Written by Espen, who helps business owners install AI systems using open-source tools. What is a Chief AI Officer? →
AI PricingAnthropic Claude API Pricing in February 2026 — Every Model, Every Tier
The complete, no-fluff breakdown of what Claude actually costs when you call it through the API. Opus 4.6, Sonnet 4.5, Haiku 4.5 — with real numbers, real-world cost examples, and comparisons to OpenAI and Google.
Claude API pricing in February 2026: Opus 4.6 costs $5/$25 per million tokens (input/output), Sonnet 4.5 costs $3/$15, and Haiku 4.5 costs $1/$5. Prompt caching cuts input costs by 90%. Batch processing saves 50%. Those are the numbers — the rest of this guide explains what they mean for your wallet.
Big update: Anthropic dropped Opus pricing by 67% with the 4.6 release. The old Opus 4 cost $15/$75 — the new Opus 4.6 costs just $5/$25. If you're still on Opus 4, switching to 4.6 saves you massive money and gets you a better model.
This guide covers the Anthropic API specifically — the developer-facing, pay-per-token service you access through api.anthropic.com. If you're looking for Claude Code (the CLI tool) pricing, see our Claude Code pricing guide. For OpenClaw costs, check the OpenClaw pricing guide.

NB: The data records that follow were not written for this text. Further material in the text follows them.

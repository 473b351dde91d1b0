use axum::extract::State;
use axum::response::{IntoResponse, Response};
use serde::Serialize;
use tracing::debug;

use adoptai_schedule::Speaker;

use super::params::QueryParams;
use super::response::{ApiError, JsonBody};
use super::AppState;

#[derive(Serialize)]
struct SpeakerList<'a> {
    count: usize,
    speakers: Vec<&'a Speaker>,
}

pub async fn list_speakers(
    State(state): State<AppState>,
    params: QueryParams,
) -> Result<Response, ApiError> {
    let speakers = state.cache.speakers().await?;
    let matched = params.speaker_filter().apply(speakers.as_slice());
    debug!(total = speakers.len(), count = matched.len(), "Listed speakers");

    let body = SpeakerList {
        count: matched.len(),
        speakers: matched,
    };
    Ok(JsonBody(body).into_response())
}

Claude API Pricing 2026: All Models at a Glance
Anthropic offers three model tiers through the API. Each targets a different use case and budget. Note: prompts over 200K tokens cost more on Opus and Sonnet.
| Model | Input (per 1M tokens) | Output (per 1M tokens) | Context Window | Best For |
|---|---|---|---|---|
| Claude Opus 4.6 | $5.00 | $25.00 | 200K | Complex reasoning, agents, coding |
| Claude Sonnet 4.5 | $3.00 | $15.00 | 200K | Best balance of cost & quality |
| Claude Haiku 4.5 | $1.00 | $5.00 | 200K | High-volume, low-latency tasks |
Long-Prompt Pricing (Over 200K Tokens)
If your prompts exceed 200K tokens, Opus 4.6 and Sonnet 4.5 charge more:
| Model | Input >200K | Output >200K |
|---|---|---|
| Opus 4.6 | $10.00 | $37.50 |
| Sonnet 4.5 | $6.00 | $22.50 |
| Haiku 4.5 | No tiered pricing — $1/$5 at all sizes | |
Which model should you pick? For most API use cases, Sonnet 4.5 is the sweet spot. It costs 40% less than Opus on input and output, while handling the vast majority of tasks at near-Opus quality. The gap has narrowed with the 4.6 generation — Opus 4.6 at $5/$25 is now affordable enough for production use cases that need maximum intelligence. Haiku 4.5 is your pick for high-volume classification, routing, and extraction.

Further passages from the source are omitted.